Laura Ingalls Wilder's saga of late 19th century life was a big influence on me. I can still remember rushing to the den to watch weekly episodes about Pa and Ma and Mary, Laura and Carrie on the tv set. When the family feared that Jack the dog had contracted rabies, it nearly killed me. And, just like Laura, I detested that snooty Nellie Olsen. Soon after, I discovered the Little House books that inspired the series, and I poured over the words and Garth Williams illustrations on a nightly basis. My mama even made matching prairie dresses for us to wear to church.
Then calamity happened:
After my family moved from Elgin, Ill., to Lafayette, La., my second grade teacher jumped ship and the series of substitutes that followed decided to read chapters of Little House on the Prairie to us, skipping fractions, conjugations, and handwriting lessons to deliver endless homilies about campfires and woodstoves. As the months wore on, I lost a little bit of my enthusiasm for Wilder's tales. By the time we moved to Arlington, Tex. (I think my daddy was as restless as Charles Ingalls, although we were fortunate to have moving vans at our disposal instead of an ox team and a wagon), I was so far behind that I deemed Little House a symbol of neglect.
I'm happy to say that I no longer cringe when I read about Laura Ingalls Wilder, who, these days, seems to hold as much relevance as she ever did.
Go here to read an essay that appeared in last month's issue of O, the Oprah Magazine. Titled "The Hard-Times Companion," the article compares the floundering economy to the travails the Ingalls family faced.
Marie Howe writes, "By December I'd lost half my retirement savings, as had many of my friends, but I still had the job I'd returned to and was growing ever more grateful for it. The Ingalls family had moved three times, lost their good dog Jack, and suffered through a long bout of scarlet fever that had left Mary blind. Heat, hunger, grasshoppers. Pa worked the field, hunted when he could; Ma made supper, and the girls did their daily chores: fetching water, making the beds, setting and clearing the table, washing dishes. Page after page, they worked, then settled down to stitch quilt squares and study. If the chores had the feel of a regular metronome, the rhythm of their daily life seemed like a quiet song."
And yesterday, I sat down with the current New Yorker, and discovered Wilder Women, an article about Laura Ingalls Wilder and her daughter, Rose Wilder Lane, a journalist who both shaped and borrowed from her mother's work.

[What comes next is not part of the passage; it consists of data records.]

//! Plain-text rendering for surfaces without rich embeds.

use crate::command::ShortcutCommand;
use crate::envelope::{EnvelopeKind, ResponseEnvelope};

/// Renders an envelope as chat markdown.
///
/// Error envelopes render as their message alone; other kinds render a bold
/// title followed by the description and one block per line.
pub fn render_plain_text(envelope: &ResponseEnvelope) -> String {
    if envelope.kind == EnvelopeKind::Error {
        return envelope
            .description
            .clone()
            .unwrap_or_else(|| envelope.title.clone());
    }

    let mut blocks = vec![format!("**{}**", envelope.title)];
    if let Some(description) = envelope
        .description
        .as_deref()
        .filter(|value| !value.trim().is_empty())
    {
        blocks.push(description.to_string());
    }
    for line in &envelope.lines {
        let heading = match line.classification {
            Some(classification) => format!("{} **{}**", classification.marker(), line.heading),
            None => format!("**{}**", line.heading),
        };
        blocks.push(format!("{heading}\n{}", line.detail));
    }
    blocks.join("\n\n")
}

/// Immediate acknowledgement sent before a shortcut command is executed.
pub fn render_shortcut_acknowledgement(
    shortcut: ShortcutCommand,
    owner: &str,
    repo: &str,
) -> String {
    format!(
        "Starting {} workflow for {owner}/{repo}...",
        shortcut.workflow_fragment()
    )
}
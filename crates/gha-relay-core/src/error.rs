use thiserror::Error;

#[derive(Debug, Clone, PartialEq, Eq, Error)]
#[error("{expected_form}")]
/// Malformed command input; carries the usage text for the expected form.
pub struct UsageError {
    pub expected_form: String,
}

impl UsageError {
    pub fn new(expected_form: impl Into<String>) -> Self {
        Self {
            expected_form: expected_form.into(),
        }
    }
}

#[derive(Debug, Clone, PartialEq, Eq, Error)]
/// Failure reported by a [`crate::CiProvider`] call.
pub enum CiProviderError {
    #[error("{resource} not found")]
    NotFound { resource: String },
    #[error("{message}")]
    Request { message: String, timeout: bool },
}

impl CiProviderError {
    pub fn request(message: impl Into<String>) -> Self {
        Self::Request {
            message: message.into(),
            timeout: false,
        }
    }

    pub fn timeout(message: impl Into<String>) -> Self {
        Self::Request {
            message: message.into(),
            timeout: true,
        }
    }
}

#[derive(Debug, Clone, PartialEq, Eq, Error)]
/// Failure of a single command's handling, converted to an error envelope by the executor.
pub enum DispatchError {
    #[error(transparent)]
    Usage(#[from] UsageError),
    #[error("Workflow '{fragment}' not found")]
    WorkflowNotFound { fragment: String },
    #[error("{resource} not found")]
    NotFound { resource: String },
    #[error("{message}")]
    Provider { message: String, timeout: bool },
}

impl DispatchError {
    pub fn is_timeout(&self) -> bool {
        matches!(self, Self::Provider { timeout: true, .. })
    }
}

impl From<CiProviderError> for DispatchError {
    fn from(error: CiProviderError) -> Self {
        match error {
            CiProviderError::NotFound { resource } => Self::NotFound { resource },
            CiProviderError::Request { message, timeout } => Self::Provider { message, timeout },
        }
    }
}

#[derive(Debug, Clone, PartialEq, Eq, Error)]
#[error("failed to deliver response: {message}")]
/// The rendered response could not be delivered to the chat surface.
pub struct TransportError {
    pub message: String,
}

impl TransportError {
    pub fn new(message: impl Into<String>) -> Self {
        Self {
            message: message.into(),
        }
    }
}
//! In-memory provider and sink fakes shared by the crate's tests.

use std::sync::Mutex;
use std::time::Duration;

use async_trait::async_trait;
use chrono::{TimeZone, Utc};

use crate::ci_provider::{CiProvider, RunSummary, WorkflowSummary};
use crate::dispatch::{InteractionResponder, ResponseSink};
use crate::envelope::ResponseEnvelope;
use crate::error::{CiProviderError, TransportError};

pub(crate) fn workflow(id: i64, name: &str) -> WorkflowSummary {
    WorkflowSummary {
        id,
        name: name.to_string(),
        state: "active".to_string(),
    }
}

pub(crate) fn run(id: i64, name: &str, status: &str, conclusion: Option<&str>) -> RunSummary {
    RunSummary {
        id,
        name: name.to_string(),
        status: status.to_string(),
        conclusion: conclusion.map(str::to_string),
        created_at: Utc
            .with_ymd_and_hms(2026, 1, 2, 3, 4, 5)
            .single()
            .expect("valid timestamp"),
    }
}

#[derive(Default)]
struct FakeFailures {
    list_workflows: Option<CiProviderError>,
    list_runs: Option<CiProviderError>,
    dispatch: Option<CiProviderError>,
    logs: Option<CiProviderError>,
}

#[derive(Default)]
pub(crate) struct FakeProvider {
    workflows: Vec<WorkflowSummary>,
    runs: Vec<RunSummary>,
    delay: Option<Duration>,
    calls: Mutex<Vec<String>>,
    failures: Mutex<FakeFailures>,
}

impl FakeProvider {
    pub(crate) fn with_workflows(workflows: Vec<WorkflowSummary>) -> Self {
        Self {
            workflows,
            ..Self::default()
        }
    }

    pub(crate) fn with_runs(mut self, runs: Vec<RunSummary>) -> Self {
        self.runs = runs;
        self
    }

    pub(crate) fn with_delay(mut self, delay: Duration) -> Self {
        self.delay = Some(delay);
        self
    }

    pub(crate) fn fail_list_workflows(&self, error: CiProviderError) {
        self.failures.lock().expect("failures lock").list_workflows = Some(error);
    }

    pub(crate) fn fail_list_runs(&self, error: CiProviderError) {
        self.failures.lock().expect("failures lock").list_runs = Some(error);
    }

    pub(crate) fn fail_dispatch(&self, error: CiProviderError) {
        self.failures.lock().expect("failures lock").dispatch = Some(error);
    }

    pub(crate) fn fail_logs(&self, error: CiProviderError) {
        self.failures.lock().expect("failures lock").logs = Some(error);
    }

    pub(crate) fn calls(&self) -> Vec<String> {
        self.calls.lock().expect("calls lock").clone()
    }

    pub(crate) fn dispatch_calls(&self) -> Vec<String> {
        self.calls()
            .into_iter()
            .filter(|call| call.starts_with("dispatch "))
            .collect()
    }

    async fn record(&self, call: String) {
        self.calls.lock().expect("calls lock").push(call);
        if let Some(delay) = self.delay {
            tokio::time::sleep(delay).await;
        }
    }
}

#[async_trait]
impl CiProvider for FakeProvider {
    async fn list_workflows(
        &self,
        owner: &str,
        repo: &str,
    ) -> Result<Vec<WorkflowSummary>, CiProviderError> {
        self.record(format!("list_workflows {owner}/{repo}")).await;
        if let Some(error) = self.failures.lock().expect("failures lock").list_workflows.clone() {
            return Err(error);
        }
        Ok(self.workflows.clone())
    }

    async fn list_runs(
        &self,
        owner: &str,
        repo: &str,
        workflow_id: Option<i64>,
    ) -> Result<Vec<RunSummary>, CiProviderError> {
        let scope = workflow_id
            .map(|id| format!(" workflow={id}"))
            .unwrap_or_default();
        self.record(format!("list_runs {owner}/{repo}{scope}")).await;
        if let Some(error) = self.failures.lock().expect("failures lock").list_runs.clone() {
            return Err(error);
        }
        Ok(self.runs.clone())
    }

    async fn dispatch_workflow(
        &self,
        owner: &str,
        repo: &str,
        workflow_id: i64,
        git_ref: &str,
    ) -> Result<(), CiProviderError> {
        self.record(format!("dispatch {owner}/{repo} {workflow_id} {git_ref}"))
            .await;
        if let Some(error) = self.failures.lock().expect("failures lock").dispatch.clone() {
            return Err(error);
        }
        Ok(())
    }

    async fn workflow_run_logs_url(
        &self,
        owner: &str,
        repo: &str,
        run_id: i64,
        attempt: u32,
    ) -> Result<String, CiProviderError> {
        self.record(format!("logs {owner}/{repo} {run_id} attempt={attempt}"))
            .await;
        if let Some(error) = self.failures.lock().expect("failures lock").logs.clone() {
            return Err(error);
        }
        Ok(format!(
            "https://logs.example.test/{owner}/{repo}/{run_id}/{attempt}.zip"
        ))
    }
}

#[derive(Debug, Clone, PartialEq)]
pub(crate) enum SinkEvent {
    Acknowledged(String),
    Rejected(ResponseEnvelope),
    Delivered(ResponseEnvelope),
}

#[derive(Default)]
pub(crate) struct RecordingSink {
    events: Mutex<Vec<SinkEvent>>,
    fail_with: Option<String>,
}

impl RecordingSink {
    pub(crate) fn failing(message: &str) -> Self {
        Self {
            events: Mutex::new(Vec::new()),
            fail_with: Some(message.to_string()),
        }
    }

    pub(crate) fn events(&self) -> Vec<SinkEvent> {
        self.events.lock().expect("sink lock").clone()
    }

    pub(crate) fn delivered(&self) -> Vec<ResponseEnvelope> {
        self.events()
            .into_iter()
            .filter_map(|event| match event {
                SinkEvent::Delivered(envelope) => Some(envelope),
                _ => None,
            })
            .collect()
    }

    fn record(&self, event: SinkEvent) -> Result<(), TransportError> {
        if let Some(message) = &self.fail_with {
            return Err(TransportError::new(message.clone()));
        }
        self.events.lock().expect("sink lock").push(event);
        Ok(())
    }
}

#[async_trait]
impl ResponseSink for RecordingSink {
    async fn deliver(&self, envelope: &ResponseEnvelope) -> Result<(), TransportError> {
        self.record(SinkEvent::Delivered(envelope.clone()))
    }
}

#[async_trait]
impl InteractionResponder for RecordingSink {
    async fn acknowledge(&self, text: &str) -> Result<(), TransportError> {
        self.record(SinkEvent::Acknowledged(text.to_string()))
    }

    async fn reject(&self, envelope: &ResponseEnvelope) -> Result<(), TransportError> {
        self.record(SinkEvent::Rejected(envelope.clone()))
    }
}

This afternoon, while I should have been working, I mooned over pictures of the Wilders at Wikipedia, and considered ordering a copy of Little House on the Prairie as well as The Ghost in the Little House and My Little House Sewing Book.
1 comment:
My daughter Emma and I have been reading the Little House on the Prairie books this year and we love them. I bought ours at our used book store and we checked out the picture books (a wonderful addition as you read aloud to younger listeners) from the library.
We even made a log cabin out of xerox boxes with waxed windows and a fireplace/pot belly stove for our Barbies so we can play "little house." Em even wants to learn cross stitching and sewing from reading these books. The Oprah article is wonderful and I couldn't agree more with the sentiment. Great post this evening.